1930年代以来、ギブソンのフルサイズ・ラウンドショルダー・アコースティックは、アメリカン・ミュージックのサウンドを形作ってきました。その豊かな温かみ、表情豊かなキャラクター、そしてサウンドの見事なバランスにより、歴史上最もレコーディングに使用されたアコースティックギターとなっています。これらの名器の中でも、J-45™は象徴的な地位を築いてきました。1942年に初めて発表されたこのモデルは、その実用的なデザイン、控えめながらも優れたルックス、そして世界中のステージやレコーディングでの長い歴史から、すぐに「ザ・ワークホース(頼れる馬車馬)」として知られるようになりました。現在もギブソン史上最高のベストセラー・アコースティックであり続けています。

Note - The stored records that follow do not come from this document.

use crate::facts::ExtractedFacts;
use crate::models::{CallSource, Intent, Outcome};

fn outcome_tag(outcome: Outcome) -> Option<&'static str> {
    match outcome {
        Outcome::Transferred => Some("transferred"),
        Outcome::Resolved => Some("auto-resolved"),
        Outcome::NotFound => Some("not-found"),
        Outcome::AuthFailed => Some("auth-failed"),
        Outcome::Unknown => None,
    }
}

fn claim_status_tag(status: &str) -> Option<&'static str> {
    match status.to_lowercase().as_str() {
        "denied" => Some("claim-denied"),
        "paid" => Some("claim-paid"),
        "pending" => Some("claim-pending"),
        _ => None,
    }
}

/// Dashboard tags for a call, in a stable order without duplicates
pub fn build_tags(source: CallSource, intent: Intent, outcome: Outcome, facts: &ExtractedFacts) -> Vec<String> {
    let mut tags: Vec<String> = Vec::new();
    let mut push = |tag: &str| {
        if !tags.iter().any(|existing| existing == tag) {
            tags.push(tag.to_string());
        }
    };

    if source == CallSource::Elevenlabs {
        push("elevenlabs");
    }
    push(intent.as_str());
    if let Some(tag) = outcome_tag(outcome) {
        push(tag);
    }

    let claim_status = facts.get_str("claim_status").or_else(|| facts.get_str("status"));
    if let Some(tag) = claim_status.as_deref().and_then(claim_status_tag) {
        push(tag);
    }

    let member_status = facts.get_str("member_status").or_else(|| facts.get_str("status"));
    if member_status
        .map(|status| status.to_lowercase())
        .is_some_and(|status| status == "termed" || status == "inactive")
    {
        push("inactive-member");
    }

    if facts.get_str("service_type").is_some() {
        push("service-check");
        match facts.get_bool_like("service_covered") {
            Some(true) => push("service-covered"),
            Some(false) => push("service-not-covered"),
            None => {}
        }
    }

    tags
}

ギブソンはこの伝説的なギターに新たな解釈を加えた、J-45 Century 12-Fretを発表します。プレイヤーがJ-45に求めるお馴染みの特徴を体現しつつ、標準的な14フレット仕様に代わり、ネックとボディの接合部を12フレットに変更しています。この変更によりネック全長が短くなり、ブリッジ・プレートがボディのより深い位置、つまりトップ材の最も幅の広い部分の近くに配置されます。この配置によってサウンドボードがより効率的に振動し、温かみのあるパンチの効いた響きを実現。特にフィンガースタイルや繊細なピッキング・ニュアンスに優れたレスポンスを返す、快適な演奏性を持つ楽器が生まれました。
ギブソンはこれまでにも12フレット仕様のJ-45を製作してきましたが、それらは伝統的にアーティスト・コラボレーションやギブソン・カスタムの限定モデルとしてのみ登場しており、稀少で人気のある仕様でした。このJ-45 Century 12-Fretの登場により、この独特のフィーリングとトーンがすべてのプレイヤーのお手元に届くようになります。ギブソン・フラットトップのクラフトマンシップ100周年を記念する新しい「Century Collection」のひとつとして、マホガニー・ボディにシトカ・スプルース・トップを組み合わせ、トップとバックにはシングルプライのクリーム・バインディングが施されています。
マホガニー・ネックには、素早い運指を可能にするスリムテーパー・12フレット・プロファイルを採用。ギブソンの伝統的なアコースティック製作に基づき、12フレット位置でコンパウンド・ダブテイル・ジョイントによりボディに接合され、ホット・ハイド・グルーで接着されています。ローズウッド指板には19本のフレットを備え、シンプルなマザー・オブ・パールのドット・インレイがあしらわれています。
ヘッドストックには、クリーム・ボタン仕様のオープンバックGolden Ageチューナーを装備し、1900年代初頭スタイルのギブソン・スクリプト・ロゴ・デカールが施されています。初期のJ-45モデルに見られるものを再現したスロープ・レクタングル(クローズド・スロット)のローズウッド・ブリッジが、ヴィンテージの風合いをさらに高めています。ナットとサドルにはボーン材を採用し、ブリッジピンにはTUSQ®を使用。クラシックなギブソン L-00スタイルのピックガードを備え、サテン・ニトロセルロース・ラッカーで手作業により仕上げられています。
J-45 Century 12-Fretには、プレミアムなCentury Collectionツイード・ハードシェルケースが付属します。12フレット仕様のギブソン・フラットトップならではの、深みのあるふくよかなサウンドをご体感ください。